A one‐step automated synthesis of the dopamine transporter ligand [ 18 F]FECNT from the chlorinated precursor

The use of [ 18 F]labelled nortropane derivative 2 β ‐carbomethoxy‐3 β ‐(4‐chlorophenyl)‐8‐(2‐fluoroethyl)‐nortropane (FECNT) as a dopamine transporter ligand for PET imaging is dependent on efficient radiosynthesis method. Herein, the automated synthesis of [ 18 F]FECNT from its chlorinated precursor in commercially available SynChrom [ 18 F] R&D module has been developed. The synthesis unit was readily configured for the one‐step synthesis from corresponding chlorinated precursor. The radiolabeling process involved a classical [ 18 F]fluoride nucleophilic substitution performed at 110 °C for 12 min and finally HPLC and SPE purification. Crude [ 18 F]FECNT was obtained with a radiolabeling yield of 59 ± 12% ( n  = 5).

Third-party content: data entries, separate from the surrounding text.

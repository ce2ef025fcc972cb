//! Unified error handling with Sentry integration.
//!
//! Provides a unified `AppError` type that captures server-side errors to
//! Sentry before responding to the client. All route handlers return
//! `Result<T, AppError>`.

use axum::{
    http::StatusCode,
    response::{IntoResponse, Response},
};
use thiserror::Error;

use crate::db::StoreError;
use crate::services::authn::AuthnError;
use crate::services::health::HealthError;
use crate::services::identity::IdentityError;

/// Application-level error type for the IAM API.
#[derive(Debug, Error)]
pub enum AppError {
    /// User lifecycle operation failed.
    #[error("Identity error: {0}")]
    Identity(#[from] IdentityError),

    /// Login failed.
    #[error("Authn error: {0}")]
    Authn(#[from] AuthnError),

    /// Backend health check failed.
    #[error("Health error: {0}")]
    Health(#[from] HealthError),

    /// Bad request from client (unparseable body or path).
    #[error("Bad request: {0}")]
    BadRequest(String),
}

impl AppError {
    /// HTTP status for this error.
    #[must_use]
    pub const fn status(&self) -> StatusCode {
        match self {
            Self::Identity(err) => match err {
                IdentityError::BadInput(_) => StatusCode::BAD_REQUEST,
                IdentityError::Conflict => StatusCode::CONFLICT,
                IdentityError::NotFound => StatusCode::NOT_FOUND,
                IdentityError::Store(store) => store_status(store),
                IdentityError::Hashing(_) => StatusCode::INTERNAL_SERVER_ERROR,
            },
            Self::Authn(err) => match err {
                AuthnError::Unauthorized => StatusCode::UNAUTHORIZED,
                AuthnError::Cancelled => StatusCode::SERVICE_UNAVAILABLE,
                AuthnError::DeadlineExceeded => StatusCode::GATEWAY_TIMEOUT,
            },
            Self::Health(HealthError(StoreError::DeadlineExceeded)) => StatusCode::GATEWAY_TIMEOUT,
            Self::Health(_) => StatusCode::SERVICE_UNAVAILABLE,
            Self::BadRequest(_) => StatusCode::BAD_REQUEST,
        }
    }

    /// Whether this is a fault on our side worth reporting to Sentry.
    /// Client mistakes and abandoned requests are not.
    const fn is_server_fault(&self) -> bool {
        match self {
            Self::Identity(IdentityError::Store(store)) => !matches!(
                store,
                StoreError::Cancelled | StoreError::DeadlineExceeded
            ),
            Self::Identity(IdentityError::Hashing(_)) | Self::Health(_) => true,
            _ => false,
        }
    }
}

const fn store_status(err: &StoreError) -> StatusCode {
    match err {
        StoreError::Unavailable(_) | StoreError::Cancelled => StatusCode::SERVICE_UNAVAILABLE,
        StoreError::DeadlineExceeded => StatusCode::GATEWAY_TIMEOUT,
        StoreError::Corrupt { .. } | StoreError::Encode(_) => StatusCode::INTERNAL_SERVER_ERROR,
    }
}

impl IntoResponse for AppError {
    fn into_response(self) -> Response {
        if self.is_server_fault() {
            let event_id = sentry::capture_error(&self);
            tracing::error!(
                error = %self,
                sentry_event_id = %event_id,
                "Request error"
            );
        }

        let status = self.status();

        // Don't expose internal error details to clients
        let message = match &self {
            // Uniform, empty: nothing distinguishes the failure cause
            Self::Authn(AuthnError::Unauthorized) => String::new(),
            Self::Identity(IdentityError::BadInput(msg)) | Self::BadRequest(msg) => msg.clone(),
            Self::Identity(IdentityError::Conflict) => "User already exists".to_string(),
            Self::Identity(IdentityError::NotFound) => "User not found".to_string(),
            _ => match status {
                StatusCode::GATEWAY_TIMEOUT => "Request timed out".to_string(),
                StatusCode::SERVICE_UNAVAILABLE => "Service unavailable".to_string(),
                _ => "Internal server error".to_string(),
            },
        };

        (status, message).into_response()
    }
}

/// Result type alias for `AppError`.
pub type Result<T> = std::result::Result<T, AppError>;
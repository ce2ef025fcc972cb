//! Application state shared across handlers.

use std::sync::Arc;

use crate::config::ApiConfig;
use crate::services::Handlers;

/// Application state shared across all handlers.
///
/// This struct is cheaply cloneable via `Arc` and provides access to the
/// configuration and the service facade.
#[derive(Clone)]
pub struct AppState {
    inner: Arc<AppStateInner>,
}

struct AppStateInner {
    config: ApiConfig,
    handlers: Handlers,
}

impl AppState {
    /// Create a new application state.
    #[must_use]
    pub fn new(config: ApiConfig, handlers: Handlers) -> Self {
        Self {
            inner: Arc::new(AppStateInner { config, handlers }),
        }
    }

    /// Get a reference to the service configuration.
    #[must_use]
    pub fn config(&self) -> &ApiConfig {
        &self.inner.config
    }

    /// Get a reference to the service facade.
    #[must_use]
    pub fn handlers(&self) -> &Handlers {
        &self.inner.handlers
    }
}
//! HTTP middleware stack.
//!
//! # Middleware Order (bottom to top in Router)
//!
//! 1. Sentry layers (capture errors, transactions)
//! 2. `TraceLayer` (`http_request` span per request)
//! 3. Request ID (assign or propagate `x-request-id`)
//!
//! Handlers then pull a [`RequestContext`](crate::context::RequestContext)
//! out of the request; see [`context`].

pub mod context;
pub mod request_id;

pub use request_id::{REQUEST_ID_HEADER, RequestId, request_id_middleware};
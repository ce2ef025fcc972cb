//! Orion IAM API - user identity and password authentication.
//!
//! This binary serves the identity API on port 8080 by default.
//!
//! # Architecture
//!
//! - Axum web framework, JSON request and response bodies
//! - Redis (or an in-process map) as the user record store
//! - Argon2id password hashes
//! - Successful logins are redirected to an external SSO confirmation page;
//!   this service holds no sessions

#![cfg_attr(not(test), forbid(unsafe_code))]

use std::sync::Mutex;
use std::time::Duration;

use async_trait::async_trait;
use orion_api::config::ApiConfig;
use orion_api::connect::Services;
use orion_api::shutdown::{CloseError, Closeable};
use orion_api::state::AppState;
use sentry::integrations::tracing as sentry_tracing;
use tracing_subscriber::{layer::SubscriberExt, util::SubscriberInitExt};

/// Initialize Sentry error tracking and return guard that must be kept alive.
fn init_sentry(config: &ApiConfig) -> Option<sentry::ClientInitGuard> {
    let dsn = config.sentry_dsn.as_ref()?;

    let guard = sentry::init((
        dsn.as_str(),
        sentry::ClientOptions {
            release: sentry::release_name!(),
            environment: config
                .sentry_environment
                .clone()
                .map(std::borrow::Cow::Owned),
            attach_stacktrace: true,
            ..Default::default()
        },
    ));

    tracing::info!("Sentry initialized");
    Some(guard)
}

/// Filter tracing events to Sentry event types.
fn sentry_event_filter(metadata: &tracing::Metadata<'_>) -> sentry_tracing::EventFilter {
    match *metadata.level() {
        tracing::Level::ERROR | tracing::Level::WARN => sentry_tracing::EventFilter::Event,
        tracing::Level::INFO | tracing::Level::DEBUG => sentry_tracing::EventFilter::Breadcrumb,
        _ => sentry_tracing::EventFilter::Ignore,
    }
}

/// Flushes queued Sentry events on shutdown.
struct SentryFlush {
    guard: Mutex<Option<sentry::ClientInitGuard>>,
}

#[async_trait]
impl Closeable for SentryFlush {
    fn name(&self) -> &str {
        "sentry"
    }

    async fn close(&self) -> Result<(), CloseError> {
        let guard = self
            .guard
            .lock()
            .map_err(|_| "sentry guard lock poisoned")?
            .take();
        let Some(guard) = guard else {
            return Ok(());
        };

        let flushed =
            tokio::task::spawn_blocking(move || guard.flush(Some(Duration::from_secs(2)))).await?;
        if flushed {
            Ok(())
        } else {
            Err("timed out flushing events".into())
        }
    }
}

#[tokio::main]
async fn main() {
    // Load configuration from environment (needed for Sentry init)
    let config = ApiConfig::from_env().expect("Failed to load configuration");

    // Initialize Sentry (must be done before tracing subscriber)
    let sentry_guard = init_sentry(&config);

    // Defaults to info level for our crate if RUST_LOG is not set
    let env_filter = tracing_subscriber::EnvFilter::try_from_default_env()
        .unwrap_or_else(|_| "orion_api=info,tower_http=debug".into());

    tracing_subscriber::registry()
        .with(env_filter)
        .with(tracing_subscriber::fmt::layer())
        .with(sentry_tracing::layer().event_filter(sentry_event_filter))
        .init();

    let mut services = Services::connect(&config)
        .await
        .expect("Failed to connect services");
    if let Some(guard) = sentry_guard {
        services.register(Box::new(SentryFlush {
            guard: Mutex::new(Some(guard)),
        }));
    }

    let state = AppState::new(config.clone(), services.handlers().clone());

    let app = orion_api::app(state)
        // Sentry layers (outermost for full request coverage)
        .layer(sentry_tower::NewSentryLayer::new_from_top())
        .layer(sentry_tower::SentryHttpLayer::new().enable_transaction());

    let addr = config.socket_addr();
    tracing::info!("iam listening on {}", addr);

    let listener = tokio::net::TcpListener::bind(addr)
        .await
        .expect("Failed to bind to address");

    if let Err(e) = axum::serve(listener, app)
        .with_graceful_shutdown(shutdown_signal())
        .await
    {
        tracing::error!(error = %e, "Server error");
    }

    match services.close().await {
        Ok(()) => tracing::info!("Shutdown complete"),
        Err(e) => {
            tracing::error!(error = %e, "Shutdown finished with errors");
            std::process::exit(1);
        }
    }
}

/// Wait for shutdown signal (Ctrl+C or SIGTERM).
async fn shutdown_signal() {
    let ctrl_c = async {
        tokio::signal::ctrl_c()
            .await
            .expect("Failed to install Ctrl+C handler");
    };

    #[cfg(unix)]
    let terminate = async {
        tokio::signal::unix::signal(tokio::signal::unix::SignalKind::terminate())
            .expect("Failed to install signal handler")
            .recv()
            .await;
    };

    #[cfg(not(unix))]
    let terminate = std::future::pending::<()>();

    tokio::select! {
        () = ctrl_c => {},
        () = terminate => {},
    }

    tracing::info!("Shutdown signal received, starting graceful shutdown");
}
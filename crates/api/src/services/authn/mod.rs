//! Authentication service.
//!
//! Password login. A successful login issues nothing itself: the caller is
//! sent on to the external SSO confirmation endpoint, which owns sessions.

mod error;

pub use error::AuthnError;

use std::sync::Arc;

use secrecy::ExposeSecret;
use url::Url;

use crate::context::RequestContext;
use crate::db::{RecordStore, StoreError};
use crate::models::Credentials;
use crate::services::hasher::PasswordHasher;

/// Result of a successful login.
#[derive(Debug, Clone, PartialEq, Eq)]
pub enum LoginOutcome {
    /// Credentials verified; continue at the SSO confirmation URL.
    RedirectToSso(Url),
}

/// Plaintext behind the decoy hash. Never stored under any user.
const DECOY_PASSWORD: &str = "orion-decoy-password";

/// Login validation over a [`RecordStore`].
#[derive(Clone)]
pub struct AuthnService {
    records: RecordStore,
    hasher: Arc<dyn PasswordHasher>,
    sso_confirm_url: Url,
    /// Hash compared against when there is no real one, so a rejected login
    /// costs one compare whatever the cause.
    decoy_hash: Option<Arc<str>>,
}

impl AuthnService {
    /// Create a new authentication service.
    ///
    /// Hashes the decoy password once with `hasher`, so decoy compares use
    /// the same cost parameters as real ones.
    #[must_use]
    pub fn new(
        records: RecordStore,
        hasher: Arc<dyn PasswordHasher>,
        sso_confirm_url: Url,
    ) -> Self {
        let decoy_hash = match hasher.hash(DECOY_PASSWORD) {
            Ok(hash) => Some(Arc::from(hash)),
            Err(e) => {
                tracing::warn!(error = %e, "Failed to hash decoy password");
                None
            }
        };

        Self {
            records,
            hasher,
            sso_confirm_url,
            decoy_hash,
        }
    }

    /// Login with email and password.
    ///
    /// # Errors
    ///
    /// Returns `AuthnError::Unauthorized` for every credential or store
    /// failure, so callers cannot tell a missing account from a wrong
    /// password. Returns `Cancelled`/`DeadlineExceeded` if the request is
    /// abandoned.
    pub async fn login(
        &self,
        ctx: &RequestContext,
        credentials: Credentials,
    ) -> Result<LoginOutcome, AuthnError> {
        let email = &credentials.email;

        let record = match self.records.get(ctx, email).await {
            Ok(Some(record)) => record,
            Ok(None) => {
                self.decoy_compare(credentials.password.expose_secret());
                tracing::warn!(
                    parent: ctx.span(),
                    email = %email,
                    "Login rejected: user not found"
                );
                return Err(AuthnError::Unauthorized);
            }
            Err(StoreError::Cancelled) => return Err(AuthnError::Cancelled),
            Err(StoreError::DeadlineExceeded) => return Err(AuthnError::DeadlineExceeded),
            Err(e) => {
                self.decoy_compare(credentials.password.expose_secret());
                tracing::error!(
                    parent: ctx.span(),
                    email = %email,
                    error = %e,
                    "Login rejected: store error"
                );
                return Err(AuthnError::Unauthorized);
            }
        };

        match self
            .hasher
            .compare(credentials.password.expose_secret(), &record.password_hash)
        {
            Ok(true) => {
                tracing::info!(parent: ctx.span(), email = %email, "Login succeeded");
                Ok(LoginOutcome::RedirectToSso(self.sso_confirm_url.clone()))
            }
            Ok(false) => {
                tracing::warn!(
                    parent: ctx.span(),
                    email = %email,
                    "Login rejected: invalid password"
                );
                Err(AuthnError::Unauthorized)
            }
            Err(e) => {
                tracing::error!(
                    parent: ctx.span(),
                    email = %email,
                    error = %e,
                    "Login rejected: password compare failed"
                );
                Err(AuthnError::Unauthorized)
            }
        }
    }

    /// Spend the same hashing work as a real compare. The result is ignored.
    fn decoy_compare(&self, password: &str) {
        if let Some(decoy) = &self.decoy_hash {
            let _ = self.hasher.compare(password, decoy);
        }
    }

    /// Logout. There is no server-side session to end, so this only
    /// acknowledges the call.
    pub fn logout(&self, ctx: &RequestContext) {
        tracing::debug!(parent: ctx.span(), "Logout acknowledged");
    }
}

The average uncorrected amount of [ 18 F]FECNT in the final formulated dose was 2.0 ± 0.5 GBq (32 ± 7% overall decay‐corrected yields) obtained with radiochemical purity over 99% and specific activity of 55 GBq/µmol. The total duration of the procedure was 80–90 min. An automated radiosynthesis of [ 18 F]FECNT with high radiochemical purity may provide a simple and robust method of radiopharmaceutical preparation for routine clinical applications.